■ WHAT YOU SHOULD DO
Scan the data below for lines holding the word "actions", and copy each line found.

Stored records
+--
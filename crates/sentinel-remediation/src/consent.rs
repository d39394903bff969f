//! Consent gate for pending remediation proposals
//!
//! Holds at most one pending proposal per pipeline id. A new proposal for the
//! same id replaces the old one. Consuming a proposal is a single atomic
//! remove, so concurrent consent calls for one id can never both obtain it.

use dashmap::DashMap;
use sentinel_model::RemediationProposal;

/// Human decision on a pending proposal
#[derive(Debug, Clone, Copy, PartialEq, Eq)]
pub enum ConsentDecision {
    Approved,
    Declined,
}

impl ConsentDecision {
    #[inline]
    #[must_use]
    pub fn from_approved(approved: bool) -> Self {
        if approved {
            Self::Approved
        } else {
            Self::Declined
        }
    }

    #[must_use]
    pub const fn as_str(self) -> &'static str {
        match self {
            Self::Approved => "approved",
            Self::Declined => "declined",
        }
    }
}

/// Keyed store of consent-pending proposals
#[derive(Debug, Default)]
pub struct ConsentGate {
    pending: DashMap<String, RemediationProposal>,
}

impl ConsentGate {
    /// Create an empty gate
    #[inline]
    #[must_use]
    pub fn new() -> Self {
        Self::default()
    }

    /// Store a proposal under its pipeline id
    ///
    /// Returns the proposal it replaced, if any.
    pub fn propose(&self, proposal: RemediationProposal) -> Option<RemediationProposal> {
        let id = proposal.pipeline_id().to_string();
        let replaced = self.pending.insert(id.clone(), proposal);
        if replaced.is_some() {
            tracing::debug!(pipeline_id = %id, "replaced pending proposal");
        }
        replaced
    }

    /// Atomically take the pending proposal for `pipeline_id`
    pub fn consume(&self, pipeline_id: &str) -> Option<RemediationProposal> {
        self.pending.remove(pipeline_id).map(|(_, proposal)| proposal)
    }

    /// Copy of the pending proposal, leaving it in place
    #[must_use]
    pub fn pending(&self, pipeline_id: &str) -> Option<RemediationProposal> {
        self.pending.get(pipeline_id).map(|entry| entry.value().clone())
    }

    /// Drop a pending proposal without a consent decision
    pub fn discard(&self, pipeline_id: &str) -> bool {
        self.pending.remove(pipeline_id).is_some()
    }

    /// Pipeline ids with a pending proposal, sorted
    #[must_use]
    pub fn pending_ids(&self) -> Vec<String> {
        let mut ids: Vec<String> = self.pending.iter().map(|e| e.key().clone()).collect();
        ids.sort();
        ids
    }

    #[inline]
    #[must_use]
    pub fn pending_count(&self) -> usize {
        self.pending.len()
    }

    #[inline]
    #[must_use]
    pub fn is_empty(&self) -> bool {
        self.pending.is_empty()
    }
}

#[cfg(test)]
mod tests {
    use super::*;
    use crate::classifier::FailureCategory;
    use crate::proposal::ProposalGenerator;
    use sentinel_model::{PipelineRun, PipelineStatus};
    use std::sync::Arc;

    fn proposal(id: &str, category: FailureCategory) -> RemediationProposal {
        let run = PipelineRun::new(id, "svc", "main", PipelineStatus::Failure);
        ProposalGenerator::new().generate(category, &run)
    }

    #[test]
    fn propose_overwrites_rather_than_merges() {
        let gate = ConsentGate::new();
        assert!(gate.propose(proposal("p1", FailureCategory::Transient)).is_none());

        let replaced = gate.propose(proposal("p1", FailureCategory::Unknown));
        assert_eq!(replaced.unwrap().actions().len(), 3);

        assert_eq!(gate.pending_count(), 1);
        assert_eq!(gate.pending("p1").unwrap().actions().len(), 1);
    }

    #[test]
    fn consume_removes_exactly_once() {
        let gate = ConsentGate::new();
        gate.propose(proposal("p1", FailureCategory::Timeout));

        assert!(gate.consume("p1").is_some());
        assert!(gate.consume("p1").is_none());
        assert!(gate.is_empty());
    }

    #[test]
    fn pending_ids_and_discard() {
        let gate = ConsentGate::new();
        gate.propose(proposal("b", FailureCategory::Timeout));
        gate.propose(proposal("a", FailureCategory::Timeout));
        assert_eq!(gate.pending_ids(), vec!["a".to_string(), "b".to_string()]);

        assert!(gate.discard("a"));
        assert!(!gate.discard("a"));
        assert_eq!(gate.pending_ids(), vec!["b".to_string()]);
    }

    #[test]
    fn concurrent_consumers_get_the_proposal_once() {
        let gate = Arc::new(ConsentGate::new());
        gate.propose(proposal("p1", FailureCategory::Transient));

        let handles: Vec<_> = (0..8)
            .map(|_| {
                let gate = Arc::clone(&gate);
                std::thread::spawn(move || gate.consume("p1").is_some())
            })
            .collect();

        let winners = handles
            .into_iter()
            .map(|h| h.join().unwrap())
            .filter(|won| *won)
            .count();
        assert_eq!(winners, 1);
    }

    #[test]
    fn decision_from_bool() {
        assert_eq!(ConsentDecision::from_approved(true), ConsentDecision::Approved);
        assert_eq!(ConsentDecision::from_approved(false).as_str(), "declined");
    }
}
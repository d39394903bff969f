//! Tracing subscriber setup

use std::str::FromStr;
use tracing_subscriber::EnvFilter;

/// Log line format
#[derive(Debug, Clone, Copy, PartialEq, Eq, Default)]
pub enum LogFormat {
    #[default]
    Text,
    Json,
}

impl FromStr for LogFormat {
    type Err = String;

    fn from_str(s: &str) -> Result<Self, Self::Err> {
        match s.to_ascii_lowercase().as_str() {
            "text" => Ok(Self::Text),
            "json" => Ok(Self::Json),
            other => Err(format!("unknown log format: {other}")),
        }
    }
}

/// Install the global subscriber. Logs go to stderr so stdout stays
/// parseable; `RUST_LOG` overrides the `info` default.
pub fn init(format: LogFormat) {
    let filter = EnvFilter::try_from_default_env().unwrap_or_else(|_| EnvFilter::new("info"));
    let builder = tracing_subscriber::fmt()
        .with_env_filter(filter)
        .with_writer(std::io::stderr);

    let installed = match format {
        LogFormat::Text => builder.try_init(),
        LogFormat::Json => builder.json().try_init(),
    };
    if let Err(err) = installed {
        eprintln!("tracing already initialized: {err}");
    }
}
+--
■ EXERCISE RESPONSE
        assert_eq!(replaced.unwrap().actions().len(), 3);
        assert_eq!(gate.pending("p1").unwrap().actions().len(), 1);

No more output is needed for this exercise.